//! Job request assembly and lifecycle.
//!
//! A job request is a value snapshot: once submitted, later timeline edits
//! have no effect on it. The in-flight job id is the whole lifecycle state,
//! set on acceptance and cleared only when the log stream closes.

use reelcut_core::{Result, SourceId};
use reelcut_media::SourceMap;
use reelcut_timeline::Timeline;
use serde::{Deserialize, Serialize};
use tracing::{debug, info};
use uuid::Uuid;

/// Minimal reference to a part in the job request.
///
/// `from`/`to` are omitted when they equal the source's natural bounds, so
/// trivial full-source parts serialize without redundant fields.
#[derive(Debug, Clone, PartialEq, Serialize, Deserialize)]
#[serde(rename_all = "camelCase")]
pub struct PartRef {
    pub source_id: SourceId,
    #[serde(default, skip_serializing_if = "Option::is_none")]
    pub from: Option<f64>,
    #[serde(default, skip_serializing_if = "Option::is_none")]
    pub to: Option<f64>,
}

/// Build the minimal part references for a timeline.
///
/// Parts whose source is not in the map are skipped.
pub fn build_part_refs(timeline: &Timeline, sources: &SourceMap) -> Vec<PartRef> {
    timeline
        .parts()
        .iter()
        .filter_map(|part| {
            let source = sources.get(&part.source_id)?;
            Some(PartRef {
                source_id: part.source_id.clone(),
                from: (part.from != 0.0).then_some(part.from),
                to: (part.to < source.duration).then_some(part.to),
            })
        })
        .collect()
}

/// An immutable export job request.
#[derive(Debug, Clone, PartialEq, Serialize, Deserialize)]
pub struct ExportRequest {
    pub filename: String,
    pub parts: Vec<PartRef>,
    pub options: Vec<String>,
}

/// Collaborator driving the external renderer.
#[allow(async_fn_in_trait)]
pub trait RenderService {
    /// Submit a job request; resolves with the backend-assigned job id.
    async fn submit(&self, request: &ExportRequest) -> Result<String>;

    /// Request termination of a running job. Fire-and-forget: completion is
    /// signalled by the log stream closing, not by this call returning.
    async fn cancel(&self, job_id: &str) -> Result<()>;
}

/// Collaborator guarding destination overwrites.
#[allow(async_fn_in_trait)]
pub trait OverwriteGuard {
    /// Whether the destination already exists on the backend.
    async fn destination_exists(&self, filename: &str) -> Result<bool>;

    /// Suspend until the user resolves the overwrite prompt. `true` means
    /// proceed.
    async fn confirm_overwrite(&self, request: &OverwriteRequest) -> bool;
}

/// A pending overwrite confirmation, with a request-scoped handle so
/// overlapping prompts cannot be confused.
#[derive(Debug, Clone)]
pub struct OverwriteRequest {
    pub id: Uuid,
    pub filename: String,
}

impl OverwriteRequest {
    pub fn new(filename: impl Into<String>) -> Self {
        Self {
            id: Uuid::new_v4(),
            filename: filename.into(),
        }
    }
}

/// Outcome of a submission attempt.
#[derive(Debug, Clone, PartialEq, Eq)]
pub enum SubmitOutcome {
    /// The backend accepted the job under this id.
    Started(String),
    /// Another job is in flight; the request was silently absorbed.
    AlreadyRunning,
    /// The user declined to overwrite the destination.
    Aborted,
}

/// The session's one export job slot.
#[derive(Debug, Clone, Default)]
pub struct ExportJob {
    active: Option<String>,
}

impl ExportJob {
    /// Whether a job is in flight.
    pub fn is_running(&self) -> bool {
        self.active.is_some()
    }

    /// The in-flight job id.
    pub fn id(&self) -> Option<&str> {
        self.active.as_deref()
    }

    /// Submit a job request.
    ///
    /// No-op while a job is in flight. When the destination exists the
    /// operation suspends on the overwrite prompt and aborts if declined.
    pub async fn submit<B>(&mut self, backend: &B, request: ExportRequest) -> Result<SubmitOutcome>
    where
        B: RenderService + OverwriteGuard,
    {
        if self.active.is_some() {
            debug!("export already in flight, ignoring submit");
            return Ok(SubmitOutcome::AlreadyRunning);
        }
        if backend.destination_exists(&request.filename).await? {
            let prompt = OverwriteRequest::new(&request.filename);
            if !backend.confirm_overwrite(&prompt).await {
                info!(filename = %request.filename, "overwrite declined");
                return Ok(SubmitOutcome::Aborted);
            }
        }
        let id = backend.submit(&request).await?;
        info!(job = %id, filename = %request.filename, "export job submitted");
        self.active = Some(id.clone());
        Ok(SubmitOutcome::Started(id))
    }

    /// Request cancellation of the in-flight job, if any.
    ///
    /// Does not clear the id: the job stays "running" until its stream
    /// closes.
    pub async fn cancel<R: RenderService>(&self, service: &R) -> Result<()> {
        if let Some(id) = &self.active {
            info!(job = %id, "cancelling export job");
            service.cancel(id).await?;
        }
        Ok(())
    }

    /// The job's log stream closed: the job is over, whatever the reason.
    pub fn stream_closed(&mut self) {
        if let Some(id) = self.active.take() {
            info!(job = %id, "export job stream closed");
        }
    }
}
//! Time text rendering and parsing.
//!
//! Timeline positions are plain seconds. These helpers render them as
//! `H:MM:SS` (with millisecond precision when the value is fractional) and
//! parse user-typed values back, accepting partial forms like `MM:SS` or a
//! bare seconds count.

/// Render a time in seconds as `M:SS`, or `H:MM:SS` when there is an hour
/// component or `long` is requested.
///
/// Fractional seconds are kept to millisecond precision with trailing zeros
/// trimmed, so `65.25` renders as `1:05.25`.
pub fn format_hms(time: f64, long: bool) -> String {
    let time = if time.is_finite() { time.max(0.0) } else { 0.0 };
    let seconds = (time * 1000.0).floor() / 1000.0 % 60.0;
    let minutes = (time / 60.0).floor() as u64 % 60;
    let hours = (time / 3600.0).floor() as u64;
    if hours == 0 && !long {
        format!("{}:{}", minutes, pad_seconds(seconds))
    } else {
        format!("{}:{:02}:{}", hours, minutes, pad_seconds(seconds))
    }
}

fn pad_seconds(seconds: f64) -> String {
    if seconds.fract() == 0.0 {
        return format!("{:02}", seconds as u64);
    }
    let mut text = format!("{:.3}", seconds);
    while text.ends_with('0') {
        text.pop();
    }
    if seconds < 10.0 {
        text.insert(0, '0');
    }
    text
}

/// Parse a `[[H:]MM:]SS` value into seconds.
///
/// Components are read back-to-front, so `90` is ninety seconds and `1:30`
/// is one minute thirty. Malformed components degrade to zero rather than
/// failing the whole value.
pub fn parse_hms(value: &str) -> f64 {
    let mut components = value.split(':').rev().map(|component| {
        let parsed: f64 = component.trim().parse().unwrap_or(0.0);
        if parsed.is_finite() {
            parsed
        } else {
            0.0
        }
    });
    let seconds = components.next().unwrap_or(0.0);
    let minutes = components.next().unwrap_or(0.0);
    let hours = components.next().unwrap_or(0.0);
    hours * 3600.0 + minutes * 60.0 + seconds
}
//! Reelcut Timeline - Part and timeline data model
//!
//! Implements the composition structure for the cut editor:
//! - Parts referencing slices of source media
//! - The ordered timeline with split/join/reorder operations
//! - The derived cursor resolving a timeline position to a part
//! - The adaptive seek controller for frame-accurate scrubbing

pub mod cursor;
pub mod part;
pub mod seek;
pub mod timeline;

pub use cursor::Cursor;
pub use part::Part;
pub use seek::SeekController;
pub use timeline::{Resolved, Timeline};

* [What the task asks]:
Could you set down every record exactly as given?

* [Written response]:
//! Job request assembly and lifecycle.
//!
//! A job request is a value snapshot: once submitted, later timeline edits
//! have no effect on it. The in-flight job id is the whole lifecycle state,
//! set on acceptance and cleared only when the log stream closes.

use reelcut_core::{Result, SourceId};
use reelcut_media::SourceMap;
use reelcut_timeline::Timeline;
use serde::{Deserialize, Serialize};
use tracing::{debug, info};
use uuid::Uuid;

/// Minimal reference to a part in the job request.
///
/// `from`/`to` are omitted when they equal the source's natural bounds, so
/// trivial full-source parts serialize without redundant fields.
#[derive(Debug, Clone, PartialEq, Serialize, Deserialize)]
#[serde(rename_all = "camelCase")]
pub struct PartRef {
    pub source_id: SourceId,
    #[serde(default, skip_serializing_if = "Option::is_none")]
    pub from: Option<f64>,
    #[serde(default, skip_serializing_if = "Option::is_none")]
    pub to: Option<f64>,
}

/// Build the minimal part references for a timeline.
///
/// Parts whose source is not in the map are skipped.
pub fn build_part_refs(timeline: &Timeline, sources: &SourceMap) -> Vec<PartRef> {
    timeline
        .parts()
        .iter()
        .filter_map(|part| {
            let source = sources.get(&part.source_id)?;
            Some(PartRef {
                source_id: part.source_id.clone(),
                from: (part.from != 0.0).then_some(part.from),
                to: (part.to < source.duration).then_some(part.to),
            })
        })
        .collect()
}

/// An immutable export job request.
#[derive(Debug, Clone, PartialEq, Serialize, Deserialize)]
pub struct ExportRequest {
    pub filename: String,
    pub parts: Vec<PartRef>,
    pub options: Vec<String>,
}

/// Collaborator driving the external renderer.
#[allow(async_fn_in_trait)]
pub trait RenderService {
    /// Submit a job request; resolves with the backend-assigned job id.
    async fn submit(&self, request: &ExportRequest) -> Result<String>;

    /// Request termination of a running job. Fire-and-forget: completion is
    /// signalled by the log stream closing, not by this call returning.
    async fn cancel(&self, job_id: &str) -> Result<()>;
}

/// Collaborator guarding destination overwrites.
#[allow(async_fn_in_trait)]
pub trait OverwriteGuard {
    /// Whether the destination already exists on the backend.
    async fn destination_exists(&self, filename: &str) -> Result<bool>;

    /// Suspend until the user resolves the overwrite prompt. `true` means
    /// proceed.
    async fn confirm_overwrite(&self, request: &OverwriteRequest) -> bool;
}

/// A pending overwrite confirmation, with a request-scoped handle so
/// overlapping prompts cannot be confused.
#[derive(Debug, Clone)]
pub struct OverwriteRequest {
    pub id: Uuid,
    pub filename: String,
}

impl OverwriteRequest {
    pub fn new(filename: impl Into<String>) -> Self {
        Self {
            id: Uuid::new_v4(),
            filename: filename.into(),
        }
    }
}

/// Outcome of a submission attempt.
#[derive(Debug, Clone, PartialEq, Eq)]
pub enum SubmitOutcome {
    /// The backend accepted the job under this id.
    Started(String),
    /// Another job is in flight; the request was silently absorbed.
    AlreadyRunning,
    /// The user declined to overwrite the destination.
    Aborted,
}

/// The session's one export job slot.
#[derive(Debug, Clone, Default)]
pub struct ExportJob {
    active: Option<String>,
}

impl ExportJob {
    /// Whether a job is in flight.
    pub fn is_running(&self) -> bool {
        self.active.is_some()
    }

    /// The in-flight job id.
    pub fn id(&self) -> Option<&str> {
        self.active.as_deref()
    }

    /// Submit a job request.
    ///
    /// No-op while a job is in flight. When the destination exists the
    /// operation suspends on the overwrite prompt and aborts if declined.
    pub async fn submit<B>(&mut self, backend: &B, request: ExportRequest) -> Result<SubmitOutcome>
    where
        B: RenderService + OverwriteGuard,
    {
        if self.active.is_some() {
            debug!("export already in flight, ignoring submit");
            return Ok(SubmitOutcome::AlreadyRunning);
        }
        if backend.destination_exists(&request.filename).await? {
            let prompt = OverwriteRequest::new(&request.filename);
            if !backend.confirm_overwrite(&prompt).await {
                info!(filename = %request.filename, "overwrite declined");
                return Ok(SubmitOutcome::Aborted);
            }
        }
        let id = backend.submit(&request).await?;
        info!(job = %id, filename = %request.filename, "export job submitted");
        self.active = Some(id.clone());
        Ok(SubmitOutcome::Started(id))
    }

    /// Request cancellation of the in-flight job, if any.
    ///
    /// Does not clear the id: the job stays "running" until its stream
    /// closes.
    pub async fn cancel<R: RenderService>(&self, service: &R) -> Result<()> {
        if let Some(id) = &self.active {
            info!(job = %id, "cancelling export job");
            service.cancel(id).await?;
        }
        Ok(())
    }

    /// The job's log stream closed: the job is over, whatever the reason.
    pub fn stream_closed(&mut self) {
        if let Some(id) = self.active.take() {
            info!(job = %id, "export job stream closed");
        }
    }
}
//! Time text rendering and parsing.
//!
//! Timeline positions are plain seconds. These helpers render them as
//! `H:MM:SS` (with millisecond precision when the value is fractional) and
//! parse user-typed values back, accepting partial forms like `MM:SS` or a
//! bare seconds count.

/// Render a time in seconds as `M:SS`, or `H:MM:SS` when there is an hour
/// component or `long` is requested.
///
/// Fractional seconds are kept to millisecond precision with trailing zeros
/// trimmed, so `65.25` renders as `1:05.25`.
pub fn format_hms(time: f64, long: bool) -> String {
    let time = if time.is_finite() { time.max(0.0) } else { 0.0 };
    let seconds = (time * 1000.0).floor() / 1000.0 % 60.0;
    let minutes = (time / 60.0).floor() as u64 % 60;
    let hours = (time / 3600.0).floor() as u64;
    if hours == 0 && !long {
        format!("{}:{}", minutes, pad_seconds(seconds))
    } else {
        format!("{}:{:02}:{}", hours, minutes, pad_seconds(seconds))
    }
}

fn pad_seconds(seconds: f64) -> String {
    if seconds.fract() == 0.0 {
        return format!("{:02}", seconds as u64);
    }
    let mut text = format!("{:.3}", seconds);
    while text.ends_with('0') {
        text.pop();
    }
    if seconds < 10.0 {
        text.insert(0, '0');
    }
    text
}

/// Parse a `[[H:]MM:]SS` value into seconds.
///
/// Components are read back-to-front, so `90` is ninety seconds and `1:30`
/// is one minute thirty. Malformed components degrade to zero rather than
/// failing the whole value.
pub fn parse_hms(value: &str) -> f64 {
    let mut components = value.split(':').rev().map(|component| {
        let parsed: f64 = component.trim().parse().unwrap_or(0.0);
        if parsed.is_finite() {
            parsed
        } else {
            0.0
        }
    });
    let seconds = components.next().unwrap_or(0.0);
    let minutes = components.next().unwrap_or(0.0);
    let hours = components.next().unwrap_or(0.0);
    hours * 3600.0 + minutes * 60.0 + seconds
}
//! Reelcut Timeline - Part and timeline data model
//!
//! Implements the composition structure for the cut editor:
//! - Parts referencing slices of source media
//! - The ordered timeline with split/join/reorder operations
//! - The derived cursor resolving a timeline position to a part
//! - The adaptive seek controller for frame-accurate scrubbing

pub mod cursor;
pub mod part;
pub mod seek;
pub mod timeline;

pub use cursor::Cursor;
pub use part::Part;
pub use seek::SeekController;
pub use timeline::{Resolved, Timeline};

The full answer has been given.